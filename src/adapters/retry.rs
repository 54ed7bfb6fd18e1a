use crate::core::{Checker, ValidationOutcome};
use crate::utils::error::Result;
use async_trait::async_trait;
use std::time::Duration;

pub const DEFAULT_MAX_ATTEMPTS: u32 = 3;
pub const DEFAULT_INITIAL_WAIT: Duration = Duration::from_secs(2);
pub const DEFAULT_BACKOFF_BASE: f64 = 1.5;

#[derive(Debug, Clone, Copy, PartialEq)]
pub struct RetryPolicy {
    pub max_attempts: u32,
    pub initial_wait: Duration,
    pub backoff_base: f64,
}

impl Default for RetryPolicy {
    fn default() -> Self {
        Self {
            max_attempts: DEFAULT_MAX_ATTEMPTS,
            initial_wait: DEFAULT_INITIAL_WAIT,
            backoff_base: DEFAULT_BACKOFF_BASE,
        }
    }
}

impl RetryPolicy {
    /// Wait before attempt `attempt + 1`: `initial_wait * backoff_base^attempt`.
    pub fn delay_after(&self, attempt: u32) -> Duration {
        self.initial_wait
            .mul_f64(self.backoff_base.powi(attempt as i32))
    }
}

/// Retries infrastructure failures of the wrapped checker with exponential
/// backoff. Outcomes (including `bounced` and `error`) are returned as-is.
pub struct RetryingChecker<C> {
    inner: C,
    policy: RetryPolicy,
}

impl<C: Checker> RetryingChecker<C> {
    pub fn new(inner: C, policy: RetryPolicy) -> Self {
        Self { inner, policy }
    }
}

#[async_trait]
impl<C: Checker> Checker for RetryingChecker<C> {
    async fn check(&self, address: &str) -> Result<ValidationOutcome> {
        let attempts = self.policy.max_attempts.max(1);
        let mut attempt = 0;

        loop {
            match self.inner.check(address).await {
                Ok(outcome) => return Ok(outcome),
                Err(e) if attempt + 1 < attempts => {
                    let wait = self.policy.delay_after(attempt);
                    tracing::debug!(
                        "Check of {} failed (attempt {}/{}): {}; retrying in {:?}",
                        address,
                        attempt + 1,
                        attempts,
                        e,
                        wait
                    );
                    tokio::time::sleep(wait).await;
                    attempt += 1;
                }
                Err(e) => return Err(e),
            }
        }
    }
}

#[cfg(test)]
mod tests {
    use super::*;
    use crate::core::ValidationStatus;
    use crate::utils::error::CheckError;
    use std::sync::atomic::{AtomicU32, Ordering};

    struct FlakyChecker {
        failures_left: AtomicU32,
        calls: AtomicU32,
    }

    impl FlakyChecker {
        fn failing(times: u32) -> Self {
            Self {
                failures_left: AtomicU32::new(times),
                calls: AtomicU32::new(0),
            }
        }
    }

    #[async_trait]
    impl Checker for FlakyChecker {
        async fn check(&self, _address: &str) -> Result<ValidationOutcome> {
            self.calls.fetch_add(1, Ordering::SeqCst);
            let left = self.failures_left.load(Ordering::SeqCst);
            if left > 0 {
                self.failures_left.store(left - 1, Ordering::SeqCst);
                return Err(CheckError::checker("Connection failed"));
            }
            Ok(ValidationOutcome::valid("Mailbox exists"))
        }
    }

    fn fast_policy(max_attempts: u32) -> RetryPolicy {
        RetryPolicy {
            max_attempts,
            initial_wait: Duration::from_millis(1),
            backoff_base: 1.5,
        }
    }

    #[test]
    fn test_backoff_schedule() {
        let policy = RetryPolicy::default();

        assert_eq!(policy.delay_after(0), Duration::from_secs(2));
        assert_eq!(policy.delay_after(1), Duration::from_secs(3));
        assert_eq!(policy.delay_after(2), Duration::from_millis(4500));
    }

    #[tokio::test]
    async fn test_recovers_after_transient_failures() {
        let checker = RetryingChecker::new(FlakyChecker::failing(2), fast_policy(3));

        let outcome = checker.check("a@gmail.com").await.unwrap();

        assert_eq!(outcome.status, ValidationStatus::Valid);
        assert_eq!(checker.inner.calls.load(Ordering::SeqCst), 3);
    }

    #[tokio::test]
    async fn test_gives_up_after_max_attempts() {
        let checker = RetryingChecker::new(FlakyChecker::failing(5), fast_policy(3));

        let err = checker.check("a@gmail.com").await.unwrap_err();

        assert!(matches!(err, CheckError::Checker { .. }));
        assert_eq!(checker.inner.calls.load(Ordering::SeqCst), 3);
    }

    #[tokio::test]
    async fn test_zero_attempts_still_checks_once() {
        let checker = RetryingChecker::new(FlakyChecker::failing(0), fast_policy(0));

        assert!(checker.check("a@gmail.com").await.is_ok());
        assert_eq!(checker.inner.calls.load(Ordering::SeqCst), 1);
    }
}
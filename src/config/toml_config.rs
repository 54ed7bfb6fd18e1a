use crate::adapters::RetryPolicy;
use crate::core::exporter::ExportFormat;
use crate::core::orchestrator::{OrchestratorSettings, DEFAULT_CHECK_TIMEOUT, DEFAULT_ITEM_DELAY};
use crate::core::source::EmailSource;
use crate::utils::error::{CheckError, Result};
use crate::utils::validation::{self, Validate};
use regex::Regex;
use serde::{Deserialize, Serialize};
use std::path::Path;
use std::sync::LazyLock;
use std::time::Duration;

static ENV_VAR_PATTERN: LazyLock<Regex> =
    LazyLock::new(|| Regex::new(r"\$\{([^}]+)\}").expect("env var pattern is a valid regex"));

#[derive(Debug, Clone, Default, Serialize, Deserialize)]
#[serde(default)]
pub struct AppConfig {
    pub source: SourceConfig,
    pub orchestrator: OrchestratorConfig,
    pub checker: CheckerConfig,
    pub export: ExportConfig,
    pub logging: LoggingConfig,
}

#[derive(Debug, Clone, Default, Serialize, Deserialize)]
#[serde(default)]
pub struct SourceConfig {
    pub dedup: bool,
}

#[derive(Debug, Clone, Serialize, Deserialize)]
#[serde(default)]
pub struct OrchestratorConfig {
    /// 0 代表不設上限
    pub check_timeout_seconds: u64,
    pub item_delay_ms: u64,
    pub event_capacity: usize,
}

impl Default for OrchestratorConfig {
    fn default() -> Self {
        Self {
            check_timeout_seconds: DEFAULT_CHECK_TIMEOUT.as_secs(),
            item_delay_ms: DEFAULT_ITEM_DELAY.as_millis() as u64,
            event_capacity: crate::core::event_bus::DEFAULT_EVENT_CAPACITY,
        }
    }
}

#[derive(Debug, Clone, Serialize, Deserialize)]
#[serde(default)]
pub struct CheckerConfig {
    pub allowed_domains: Vec<String>,
    pub max_attempts: u32,
    pub initial_wait_ms: u64,
    pub backoff_base: f64,
}

impl Default for CheckerConfig {
    fn default() -> Self {
        let policy = RetryPolicy::default();
        Self {
            allowed_domains: Vec::new(),
            max_attempts: policy.max_attempts,
            initial_wait_ms: policy.initial_wait.as_millis() as u64,
            backoff_base: policy.backoff_base,
        }
    }
}

#[derive(Debug, Clone, Serialize, Deserialize)]
#[serde(default)]
pub struct ExportConfig {
    pub format: String,
    pub output_path: String,
}

impl Default for ExportConfig {
    fn default() -> Self {
        Self {
            format: ExportFormat::Lines.to_string(),
            output_path: "./downloads".to_string(),
        }
    }
}

#[derive(Debug, Clone, Serialize, Deserialize)]
#[serde(default)]
pub struct LoggingConfig {
    pub format: String,
    pub verbose: bool,
}

impl Default for LoggingConfig {
    fn default() -> Self {
        Self {
            format: "compact".to_string(),
            verbose: false,
        }
    }
}

impl AppConfig {
    /// 從 TOML 檔案載入配置
    pub fn from_file<P: AsRef<Path>>(path: P) -> Result<Self> {
        let content = std::fs::read_to_string(&path)?;
        Self::from_toml_str(&content)
    }

    /// 從 TOML 字串解析配置，支援 ${VAR} 環境變數替換
    pub fn from_toml_str(content: &str) -> Result<Self> {
        let processed = Self::substitute_env_vars(content);

        toml::from_str(&processed).map_err(|e| CheckError::ConfigValidationError {
            field: "toml_parsing".to_string(),
            message: format!("TOML parsing error: {}", e),
        })
    }

    fn substitute_env_vars(content: &str) -> String {
        ENV_VAR_PATTERN
            .replace_all(content, |caps: &regex::Captures| {
                let var_name = &caps[1];
                std::env::var(var_name).unwrap_or_else(|_| format!("${{{}}}", var_name))
            })
            .into_owned()
    }

    pub fn validate_config(&self) -> Result<()> {
        validation::validate_positive_number(
            "orchestrator.event_capacity",
            self.orchestrator.event_capacity,
            1,
        )?;
        validation::validate_range("checker.max_attempts", self.checker.max_attempts, 1, 10)?;
        validation::validate_range("checker.backoff_base", self.checker.backoff_base, 1.0, 10.0)?;
        for domain in &self.checker.allowed_domains {
            validation::validate_non_empty_string("checker.allowed_domains", domain)?;
        }
        validation::validate_path("export.output_path", &self.export.output_path)?;
        validation::validate_one_of("export.format", &self.export.format, &["lines", "txt", "csv"])?;
        validation::validate_one_of("logging.format", &self.logging.format, &["compact", "json"])?;

        Ok(())
    }

    pub fn orchestrator_settings(&self) -> OrchestratorSettings {
        let timeout = self.orchestrator.check_timeout_seconds;
        OrchestratorSettings {
            check_timeout: (timeout > 0).then(|| Duration::from_secs(timeout)),
            item_delay: Duration::from_millis(self.orchestrator.item_delay_ms),
        }
    }

    pub fn retry_policy(&self) -> RetryPolicy {
        RetryPolicy {
            max_attempts: self.checker.max_attempts,
            initial_wait: Duration::from_millis(self.checker.initial_wait_ms),
            backoff_base: self.checker.backoff_base,
        }
    }

    pub fn export_format(&self) -> Result<ExportFormat> {
        self.export.format.parse()
    }

    pub fn email_source(&self) -> EmailSource {
        EmailSource::new().with_dedup(self.source.dedup)
    }

    pub fn json_logs(&self) -> bool {
        self.logging.format == "json"
    }
}

impl Validate for AppConfig {
    fn validate(&self) -> Result<()> {
        self.validate_config()
    }
}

What this task involves: Return exactly the lines from the beginning of the data above through the one containing "pub const DEFAULT_BACKOFF_BASE: f64 = 1.5;", please. Include both end lines and add nothing else.

Output below:
filename src/adapters/retry.rs
repository 54ed7bfb6fd18e1a
use crate::core::{Checker, ValidationOutcome};
use crate::utils::error::Result;
use async_trait::async_trait;
use std::time::Duration;

pub const DEFAULT_MAX_ATTEMPTS: u32 = 3;
pub const DEFAULT_INITIAL_WAIT: Duration = Duration::from_secs(2);
pub const DEFAULT_BACKOFF_BASE: f64 = 1.5;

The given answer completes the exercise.